*** Opening of Input for this task ***

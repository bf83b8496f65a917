//! End-to-end tests for the composed deployment.
//!
//! These tests synthesize the full app and inspect the rendered templates:
//! 1. NAT strategy per context
//! 2. Subnet tiers
//! 3. Database access path
//! 4. Container definition and image lookup through the parameter store
//! 5. Service deployment safety
//! 6. The production scenario end to end
//! 7. Writing the assembly to disk

#![allow(clippy::expect_used, clippy::unwrap_used)]

use serde_json::{Value as Json, json};
use splitstack_cfn::assembly::{CloudAssembly, TemplateFormat};
use splitstack_cfn::resources::ssm::ParameterStore;
use splitstack_common::config::AppConfig;
use splitstack_common::types::Environment;

const VPC: &str = "VpcStack";
const ECR: &str = "EcrStack";
const ECS: &str = "EcsStack";

fn app_dir() -> tempfile::TempDir {
    let dir = tempfile::tempdir().expect("tempdir");
    std::fs::write(dir.path().join("Dockerfile"), "FROM node:20\nCMD [\"node\", \"index.js\"]\n")
        .expect("dockerfile");
    std::fs::write(dir.path().join("index.js"), "require('http').createServer().listen(3000)\n")
        .expect("source");
    dir
}

fn config(dir: &tempfile::TempDir, env: Option<&str>) -> AppConfig {
    let mut config = AppConfig {
        asset_dir: dir.path().to_path_buf(),
        ..AppConfig::default()
    };
    if let Some(env) = env {
        config = config.with_context("env", env);
    }
    config
}

fn synth(env: Option<&str>) -> CloudAssembly {
    let dir = app_dir();
    splitstack_stacks::compose(config(&dir, env))
        .expect("compose")
        .synth()
        .expect("synth")
}

fn template(assembly: &CloudAssembly, stack: &str) -> Json {
    assembly
        .template(stack)
        .expect("stack")
        .to_value()
        .expect("render")
}

fn of_type<'a>(template: &'a Json, resource_type: &str) -> Vec<(&'a String, &'a Json)> {
    template["Resources"]
        .as_object()
        .expect("resources")
        .iter()
        .filter(|(_, r)| r["Type"] == resource_type)
        .collect()
}

// ── Ordering ─────────────────────────────────────────────────────────

#[test]
fn stacks_deploy_network_then_registry_then_compute() {
    let assembly = synth(None);
    let names: Vec<&str> = assembly.stacks().iter().map(|s| s.name.as_str()).collect();
    assert_eq!(names, vec![VPC, ECR, ECS]);
    let ecs = assembly.stack(ECS).expect("ecs");
    assert_eq!(ecs.dependencies, vec![ECR, VPC]);
}

// ── NAT strategy ─────────────────────────────────────────────────────

#[test]
fn default_context_uses_single_nat_instance() {
    let vpc = template(&synth(None), VPC);
    let instances = of_type(&vpc, "AWS::EC2::Instance");
    assert_eq!(instances.len(), 1);
    assert_eq!(instances[0].1["Properties"]["InstanceType"], "t3.micro");
    assert_eq!(instances[0].1["Properties"]["SourceDestCheck"], false);
    assert!(of_type(&vpc, "AWS::EC2::NatGateway").is_empty());

    let nat_routes: Vec<_> = of_type(&vpc, "AWS::EC2::Route")
        .into_iter()
        .filter(|(_, r)| r["Properties"].get("InstanceId").is_some())
        .collect();
    assert_eq!(nat_routes.len(), 3, "every private route table uses the instance");
}

#[test]
fn non_prod_context_value_uses_nat_instance() {
    let vpc = template(&synth(Some("dev")), VPC);
    assert_eq!(of_type(&vpc, "AWS::EC2::Instance").len(), 1);
    assert!(of_type(&vpc, "AWS::EC2::NatGateway").is_empty());
}

#[test]
fn prod_context_uses_managed_nat_gateways() {
    let vpc = template(&synth(Some("prod")), VPC);
    let gateways = of_type(&vpc, "AWS::EC2::NatGateway");
    assert_eq!(gateways.len(), 3, "one gateway per availability zone");
    assert_eq!(of_type(&vpc, "AWS::EC2::EIP").len(), 3);
    assert!(of_type(&vpc, "AWS::EC2::Instance").is_empty());
    assert!(vpc.get("Parameters").is_none(), "no NAT AMI lookup in prod");
}

// ── Subnet tiers ─────────────────────────────────────────────────────

#[test]
fn network_has_three_tiers_of_slash_24_subnets() {
    let vpc = template(&synth(None), VPC);
    assert_eq!(vpc["Resources"]["VPC"]["Properties"]["CidrBlock"], "10.0.0.0/16");

    let subnets = of_type(&vpc, "AWS::EC2::Subnet");
    assert_eq!(subnets.len(), 9);

    let mut tiers = std::collections::BTreeMap::<String, usize>::new();
    for (_, subnet) in &subnets {
        let cidr = subnet["Properties"]["CidrBlock"].as_str().expect("cidr");
        assert!(cidr.ends_with("/24"), "got {cidr}");
        let tier = subnet["Properties"]["Tags"]
            .as_array()
            .expect("tags")
            .iter()
            .find(|t| t["Key"] == "aws-cdk:subnet-type")
            .expect("tier tag")["Value"]
            .as_str()
            .expect("tier")
            .to_string();
        *tiers.entry(tier).or_default() += 1;
    }
    assert_eq!(tiers.len(), 3);
    assert!(tiers.values().all(|&n| n == 3), "got {tiers:?}");
}

#[test]
fn subnet_ranges_do_not_overlap() {
    let vpc = template(&synth(None), VPC);
    let mut cidrs: Vec<&str> = of_type(&vpc, "AWS::EC2::Subnet")
        .iter()
        .map(|(_, s)| s["Properties"]["CidrBlock"].as_str().expect("cidr"))
        .collect();
    cidrs.sort_unstable();
    cidrs.dedup();
    assert_eq!(cidrs.len(), 9);
}

// ── Database access ──────────────────────────────────────────────────

#[test]
fn database_accepts_only_the_service_group_on_3306() {
    let ecs = template(&synth(None), ECS);
    let rds_group = json!({"Fn::GetAtt": ["RdsSG", "GroupId"]});

    let rules: Vec<_> = of_type(&ecs, "AWS::EC2::SecurityGroupIngress")
        .into_iter()
        .filter(|(_, r)| r["Properties"]["GroupId"] == rds_group)
        .collect();
    assert_eq!(rules.len(), 1);
    let rule = &rules[0].1["Properties"];
    assert_eq!(
        rule["SourceSecurityGroupId"],
        json!({"Fn::GetAtt": ["ECSSecurityGroup", "GroupId"]})
    );
    assert_eq!(rule["IpProtocol"], "tcp");
    assert_eq!(rule["FromPort"], 3306);
    assert_eq!(rule["ToPort"], 3306);
    assert_eq!(rule["Description"], "Allow traffic from ECS");

    let group = &ecs["Resources"]["RdsSG"]["Properties"];
    assert!(group.get("SecurityGroupIngress").is_none(), "no inline rules");
}

#[test]
fn database_credentials_come_from_generated_secret() {
    let ecs = template(&synth(None), ECS);
    let secret = &ecs["Resources"]["RdsSecret"]["Properties"]["GenerateSecretString"];
    assert_eq!(secret["SecretStringTemplate"], r#"{"username":"admin"}"#);
    assert_eq!(secret["GenerateStringKey"], "password");
    assert_eq!(secret["ExcludeCharacters"], "/@\"'\\");

    let db = &ecs["Resources"]["RdsInstance"]["Properties"];
    assert_eq!(db["Engine"], "mysql");
    assert_eq!(db["EngineVersion"], "8.0.32");
    assert_eq!(db["DBInstanceClass"], "db.t3.micro");
    assert_eq!(db["DBName"], "MyDatabase");
    assert!(db["MasterUserPassword"].to_string().contains("RdsSecret"));
}

// ── Container ────────────────────────────────────────────────────────

#[test]
fn container_exposes_only_port_3000() {
    let ecs = template(&synth(None), ECS);
    let containers = ecs["Resources"]["TaskDef"]["Properties"]["ContainerDefinitions"]
        .as_array()
        .expect("containers");
    assert_eq!(containers.len(), 1);
    let web = &containers[0];
    assert_eq!(web["Name"], "web");
    assert_eq!(web["PortMappings"], json!([{"ContainerPort": 3000, "Protocol": "tcp"}]));

    let task = &ecs["Resources"]["TaskDef"]["Properties"];
    assert_eq!(task["Cpu"], "256");
    assert_eq!(task["Memory"], "512");
}

#[test]
fn credentials_are_injected_as_secrets_not_environment() {
    let ecs = template(&synth(None), ECS);
    let web = &ecs["Resources"]["TaskDef"]["Properties"]["ContainerDefinitions"][0];
    let env_names: Vec<&str> = web["Environment"]
        .as_array()
        .expect("env")
        .iter()
        .map(|e| e["Name"].as_str().expect("name"))
        .collect();
    assert_eq!(env_names, vec!["RDS_ENDPOINT"]);

    let secret_names: Vec<&str> = web["Secrets"]
        .as_array()
        .expect("secrets")
        .iter()
        .map(|e| e["Name"].as_str().expect("name"))
        .collect();
    assert_eq!(secret_names, vec!["RDS_PASSWORD", "RDS_USERNAME"]);
    assert_eq!(web["LogConfiguration"]["Options"]["awslogs-stream-prefix"], "ecs-fargate-app");
}

#[test]
fn container_image_is_the_last_published_parameter_value() {
    let assembly = synth(None);
    let ecs = assembly.template(ECS).expect("ecs");

    let image = ecs.to_value().expect("render")["Resources"]["TaskDef"]["Properties"]
        ["ContainerDefinitions"][0]["Image"]
        .clone();
    let parameter_id = image["Ref"].as_str().expect("image is a parameter ref");
    let parameter = ecs.parameter(parameter_id).expect("declared");
    assert_eq!(parameter.parameter_type, "AWS::SSM::Parameter::Value<String>");
    assert_eq!(parameter.default.as_deref(), Some("/ecr/repo-url"));

    let env = Environment {
        account: Some("111122223333".into()),
        region: Some("eu-west-1".into()),
    };
    let mut store = ParameterStore::new();
    assert_eq!(store.publish_from(&assembly, &env), 1);
    let published = store.lookup(ecs, parameter_id).expect("published").to_string();
    assert!(
        published.starts_with("111122223333.dkr.ecr.eu-west-1.amazonaws.com/"),
        "got {published}"
    );

    let _ = store.put("/ecr/repo-url", "111122223333.dkr.ecr.eu-west-1.amazonaws.com/app:v2");
    assert_eq!(
        store.lookup(ecs, parameter_id),
        Some("111122223333.dkr.ecr.eu-west-1.amazonaws.com/app:v2")
    );
}

#[test]
fn execution_role_can_pull_images() {
    let ecs = template(&synth(None), ECS);
    let statements = ecs["Resources"]["TaskExecutionRoleDefaultPolicy"]["Properties"]
        ["PolicyDocument"]["Statement"]
        .as_array()
        .expect("statements");
    let pull = statements
        .iter()
        .find(|s| s["Resource"] == "*")
        .expect("wildcard statement");
    for action in [
        "ecr:GetDownloadUrlForLayer",
        "ecr:BatchGetImage",
        "ecr:BatchCheckLayerAvailability",
        "ecr:GetAuthorizationToken",
    ] {
        assert!(
            pull["Action"].as_array().expect("actions").contains(&json!(action)),
            "missing {action}"
        );
    }
    let trust = &ecs["Resources"]["TaskExecutionRole"]["Properties"]["AssumeRolePolicyDocument"];
    assert_eq!(
        trust["Statement"][0]["Principal"]["Service"],
        "ecs-tasks.amazonaws.com"
    );
}

// ── Service ──────────────────────────────────────────────────────────

#[test]
fn service_rolls_back_failed_deployments() {
    let ecs = template(&synth(None), ECS);
    let service = &ecs["Resources"]["Service"]["Properties"];
    assert_eq!(
        service["DeploymentConfiguration"]["DeploymentCircuitBreaker"],
        json!({"Enable": true, "Rollback": true})
    );
    assert_eq!(service["DesiredCount"], 1);
    assert_eq!(service["LaunchType"], "FARGATE");
}

#[test]
fn service_waits_for_listener_and_execution_policy() {
    let ecs = template(&synth(None), ECS);
    let depends_on = ecs["Resources"]["Service"]["DependsOn"]
        .as_array()
        .expect("depends on");
    assert!(depends_on.contains(&json!("AlbListener")), "got {depends_on:?}");
    assert!(
        depends_on.contains(&json!("TaskExecutionRoleDefaultPolicy")),
        "got {depends_on:?}"
    );
    assert!(ecs["Resources"]["TaskExecutionRoleDefaultPolicy"].is_object());
}

#[test]
fn service_runs_in_private_subnets() {
    let ecs = template(&synth(None), ECS);
    let subnets = ecs["Resources"]["Service"]["Properties"]["NetworkConfiguration"]
        ["AwsvpcConfiguration"]["Subnets"]
        .as_array()
        .expect("subnets");
    assert_eq!(subnets.len(), 3);
    for subnet in subnets {
        let name = subnet["Fn::ImportValue"].as_str().expect("import");
        assert!(name.contains("PrivateSubnet"), "got {name}");
    }
}

// ── Production scenario ──────────────────────────────────────────────

#[test]
fn prod_composition_end_to_end() {
    let assembly = synth(Some("prod"));

    let vpc = template(&assembly, VPC);
    assert!(!of_type(&vpc, "AWS::EC2::NatGateway").is_empty());
    assert!(of_type(&vpc, "AWS::EC2::Instance").is_empty());

    let ecs = template(&assembly, ECS);

    let databases = of_type(&ecs, "AWS::RDS::DBInstance");
    assert_eq!(databases.len(), 1);
    let subnet_group = &ecs["Resources"]["RdsInstanceSubnetGroup"]["Properties"]["SubnetIds"];
    for subnet in subnet_group.as_array().expect("subnets") {
        let name = subnet["Fn::ImportValue"].as_str().expect("import");
        assert!(name.contains("IsolatedSubnet"), "got {name}");
    }

    let listeners = of_type(&ecs, "AWS::ElasticLoadBalancingV2::Listener");
    assert_eq!(listeners.len(), 1);
    assert_eq!(listeners[0].1["Properties"]["Port"], 80);
    let group = &ecs["Resources"]["AlbListenerECSGroup"]["Properties"];
    assert_eq!(group["HealthCheckPath"], "/");
    assert_eq!(group["HealthCheckIntervalSeconds"], 30);
    assert_eq!(group["HealthCheckTimeoutSeconds"], 5);
    assert_eq!(group["Matcher"]["HttpCode"], "200-299");
    let binding = &ecs["Resources"]["Service"]["Properties"]["LoadBalancers"][0];
    assert_eq!(binding["ContainerName"], "web");
    assert_eq!(binding["ContainerPort"], 3000);
    assert_eq!(binding["TargetGroupArn"], json!({"Ref": "AlbListenerECSGroup"}));

    let apis = of_type(&ecs, "AWS::ApiGateway::RestApi");
    assert_eq!(apis.len(), 1);
    let integration = &ecs["Resources"]["ApiGatewayANY"]["Properties"]["Integration"];
    assert_eq!(integration["Type"], "HTTP_PROXY");
    assert_eq!(
        integration["Uri"],
        json!({"Fn::Join": ["", ["http://", {"Fn::GetAtt": ["Alb", "DNSName"]}]]})
    );
    assert_eq!(ecs["Resources"]["ApiGatewayproxy"]["Properties"]["PathPart"], "{proxy+}");
    let sub_paths = &ecs["Resources"]["ApiGatewayproxyANY"]["Properties"];
    assert_eq!(sub_paths["HttpMethod"], "ANY");
    assert_eq!(sub_paths["Integration"]["Type"], "HTTP_PROXY");
    assert_eq!(sub_paths["Integration"]["Uri"]["Fn::Join"][1][1], "/{proxy}");

    assert_eq!(
        ecs["Outputs"]["LoadBalancerDNS"]["Value"],
        json!({"Fn::GetAtt": ["Alb", "DNSName"]})
    );
    assert!(ecs["Outputs"]["ApiGatewayURL"]["Value"]["Fn::Join"].is_array());
}

#[test]
fn every_stack_is_described() {
    let assembly = synth(None);
    for name in [VPC, ECR, ECS] {
        let description = &template(&assembly, name)["Description"];
        assert!(description.is_string(), "{name} has no description");
    }
}

// ── Assembly on disk ─────────────────────────────────────────────────

#[test]
fn synthesized_assembly_is_written_to_disk() {
    let assembly = synth(None);
    let out = tempfile::tempdir().expect("tempdir");
    let written = assembly
        .write_to(out.path(), TemplateFormat::Json)
        .expect("write");
    // three templates, one asset manifest, one manifest
    assert_eq!(written.len(), 5);

    let manifest: Json = serde_json::from_str(
        &std::fs::read_to_string(out.path().join("manifest.json")).expect("read"),
    )
    .expect("json");
    assert_eq!(manifest["artifacts"]["EcsStack"]["dependencies"], json!(["EcrStack", "VpcStack"]));
    assert_eq!(
        manifest["artifacts"]["EcrStack"]["dependencies"],
        json!(["EcrStack.assets"])
    );
    assert!(out.path().join("EcrStack.assets.json").is_file());
}

#[test]
fn missing_image_directory_fails_composition() {
    let config = AppConfig {
        asset_dir: "/no/such/appcode".into(),
        ..AppConfig::default()
    };
    let err = splitstack_stacks::compose(config).unwrap_err();
    assert!(err.to_string().contains("not found"), "got: {err}");
}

*** Close of Input for this task ***

§ **Problem to work on**
Say how many lines in the entries contain the string "tempfile". Nothing else belongs in the reply.

§ **Response below**
4